Ce point de vue "systémique" a pénétré un grand nombre de domaines tant dans les sciences de la nature que dans les sciences humaines. Représentant un véritable nouveau paradigme, il permet de dépasser les limites de l'approche analytique utilisée auparavant par la science classique et de mieux comprendre la dynamique de tout objet d'observation considéré comme un système complexe, contenant d'autres systèmes, et s'intégrant lui aussi dans un système." La théorie générale des systèmes est ainsi une étude scientifique des "tout" et des "totalité" qui, il n'y a pas si longtemps, étaient considérés comme des notions métaphysiques dépassant les limites de la science."L. Von Bertalanffy

La "révolution" de la physique par l'apport de la mécanique quantique (c'est à dire la description du comportement de la matière et de la lumière à l'échelle subatomique, qui prennent des caractéristiques ondulatoire ou particulaire) semble avoir eu raison du réductionnisme et de la causalité linéaire, et a posé pour la première fois dans l'histoire de la science le problème de la connaissance de la réalité en étroite relation "d'interférence" avec l'observateur qui la perçoit, la décrit, la modélise... De façon métaphysique, le connu et le connaissant seraient intégralement reliés, dans un face à face réciproquement transformant.
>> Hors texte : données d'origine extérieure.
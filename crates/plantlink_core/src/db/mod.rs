//! SQLite storage bootstrap and connection provisioning.
//!
//! # Responsibility
//! - Describe where the registry database lives (`ConnectionSpec`).
//! - Hand out short-lived, fully bootstrapped connections (`ConnectionProvider`).
//! - Apply schema migrations in deterministic order.
//!
//! # Invariants
//! - Migration version is tracked via `PRAGMA user_version`.
//! - Repository code must not touch application tables before migrations succeed.
//! - Parent-reference columns carry no SQL foreign keys; existence checks live
//!   in the repository layer and deletes never cascade.

use std::error::Error;
use std::fmt::{Display, Formatter};

pub mod migrations;
mod provider;

pub use provider::{ConnectionProvider, ConnectionSpec};

pub type DbResult<T> = Result<T, DbError>;

/// Failure on the connection acquisition path.
#[derive(Debug)]
pub enum DbError {
    /// Store unreachable, descriptor invalid, or connection bootstrap failed.
    Connection(rusqlite::Error),
    /// The database was written by a newer binary than this one.
    UnsupportedSchemaVersion {
        db_version: u32,
        latest_supported: u32,
    },
}

impl Display for DbError {
    fn fmt(&self, f: &mut Formatter<'_>) -> std::fmt::Result {
        match self {
            Self::Connection(err) => write!(f, "database connection failed: {err}"),
            Self::UnsupportedSchemaVersion {
                db_version,
                latest_supported,
            } => write!(
                f,
                "database schema version {db_version} is newer than supported {latest_supported}"
            ),
        }
    }
}

impl Error for DbError {
    fn source(&self) -> Option<&(dyn Error + 'static)> {
        match self {
            Self::Connection(err) => Some(err),
            Self::UnsupportedSchemaVersion { .. } => None,
        }
    }
}

impl From<rusqlite::Error> for DbError {
    fn from(value: rusqlite::Error) -> Self {
        Self::Connection(value)
    }
}
//! SQLite migration registry and executor.
//!
//! # Responsibility
//! - Register schema migrations in strictly increasing order.
//! - Apply pending migrations atomically.
//!
//! # Invariants
//! - `version` values must remain monotonic.
//! - Applied migration version is mirrored to `PRAGMA user_version`.

use crate::db::{DbError, DbResult};
use rusqlite::Connection;

#[derive(Debug, Clone, Copy)]
struct Migration {
    version: u32,
    sql: &'static str,
}

const MIGRATIONS: &[Migration] = &[
    Migration {
        version: 1,
        sql: include_str!("0001_equipment.sql"),
    },
    Migration {
        version: 2,
        sql: include_str!("0002_signal_measurements.sql"),
    },
];

/// Returns the latest migration version known by this binary.
pub fn latest_version() -> u32 {
    MIGRATIONS.last().map_or(0, |migration| migration.version)
}

/// Applies all pending migrations on the provided connection.
pub fn apply_migrations(conn: &mut Connection) -> DbResult<()> {
    let current_version = current_user_version(conn)?;
    let latest = latest_version();

    if current_version > latest {
        return Err(DbError::UnsupportedSchemaVersion {
            db_version: current_version,
            latest_supported: latest,
        });
    }

    if current_version == latest {
        return Ok(());
    }

    let tx = conn.transaction()?;
    for migration in MIGRATIONS {
        if migration.version <= current_version {
            continue;
        }

        tx.execute_batch(migration.sql)?;
        tx.execute_batch(&format!("PRAGMA user_version = {};", migration.version))?;
    }
    tx.commit()?;

    Ok(())
}

fn current_user_version(conn: &Connection) -> DbResult<u32> {
    let version = conn.query_row("PRAGMA user_version;", [], |row| row.get::<_, u32>(0))?;
    Ok(version)
}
L'opposition même entre déterminisme et indéterminisme continue-t-elle d'avoir un sens; une nouvelle science du chaos a pris le relais de la science classique, dans la compréhension de tous les domaines complexes où la multiplicité des facteurs génère une dynamique qui, a une certaine échelle déploie un ordre émergent; la nature a des lois qui heurte la raison et dépasse le" bon sens".


Les limites du réductionnisme et de la causalité linéaire semblent atteintes désormais d'une façon universelle.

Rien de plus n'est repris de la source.